Swan spent more than two hours explaining her reasoning to a packed convention center room at the Gaylord Opryland Resort & Convention Center, and the silence from the audience spoke volumes. She called today's dynamic the great debt super cycle and pointed out that employers and consumers are maxed out all the way around. There’s no room for movement. Historically, this has not been the case. Americans used to save; we no longer do.
Since 1971, the nation’s economy has been built on exponential debt growth. This has occurred despite lower real wages, which didn’t have their expected adverse effect because money was easy to acquire, homes were easy to buy and the values of those homes continued to increase.
Similarly, U.S. health care spending continues to rise and shows little sign of stopping. The bottom line: None of this is going away. Swann said it’s mathematically impossible for our current construct to continue and the health care sector will bear the brunt of whatever it takes to fix because the dollars now allocated to the sector via Medicare are astronomical.
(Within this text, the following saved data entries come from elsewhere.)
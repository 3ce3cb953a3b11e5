//! Depot helpers for extracting the authenticated caller from Salvo requests.

use neighborly_db::model::user::User;

use crate::error::{ServiceError, ServiceResult};

pub mod depot_keys {
    pub const AUTHENTICATED_PRINCIPAL: &str = "__authenticated_principal";
    /// Raw session token the caller presented, kept for sign-out.
    pub const SESSION_TOKEN: &str = "__session_token";
}

/// Who the auth middleware resolved the request to.
#[derive(Debug, Clone)]
pub enum DepotUser {
    User(User),
    Public,
}

/// Get the authenticated user from the depot.
///
/// ## Errors
///
/// Returns `NotAuthenticated` if no user is found in the depot or if the user is public.
pub fn get_user_from_depot(depot: &salvo::Depot) -> ServiceResult<&User> {
    let depot_user = depot
        .get::<DepotUser>(depot_keys::AUTHENTICATED_PRINCIPAL)
        .map_err(|_e| ServiceError::NotAuthenticated)?;

    match depot_user {
        DepotUser::User(user) => Ok(user),
        DepotUser::Public => Err(ServiceError::NotAuthenticated),
    }
}

/// Check if the request is from an authenticated user (not public).
#[must_use]
pub fn is_authenticated(depot: &salvo::Depot) -> bool {
    depot
        .get::<DepotUser>(depot_keys::AUTHENTICATED_PRINCIPAL)
        .is_ok_and(|u| matches!(u, DepotUser::User(_)))
}

/// Session token presented with the request, if any.
#[must_use]
pub fn get_session_token_from_depot(depot: &salvo::Depot) -> Option<&str> {
    depot
        .get::<String>(depot_keys::SESSION_TOKEN)
        .ok()
        .map(String::as_str)
}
Government payments to providers will continue to go down.
So what's a health care executive to do? Redesign and redeliver everything, she said. Reduce costs, improve value.
Swan offered some examples: Lowe's Corp. has contracted with the Cleveland Clinic to provide lower costs, in bundled payment fashion, for heart surgeries provided to Lowe's employees. UPS has initiated a program that flies its sick employees to surgery centers anywhere in the country for procedures at “rented” surgery center facilities and will bring the employees’ doctors along for the ride.
For hospitals, the biggest challenge is what to do about Medicare rate reduction. Swann’s view is that the upcoming presidential election is largely irrelevant to all things health care. The budget crisis is a health care crisis and one can’t be solved without the other.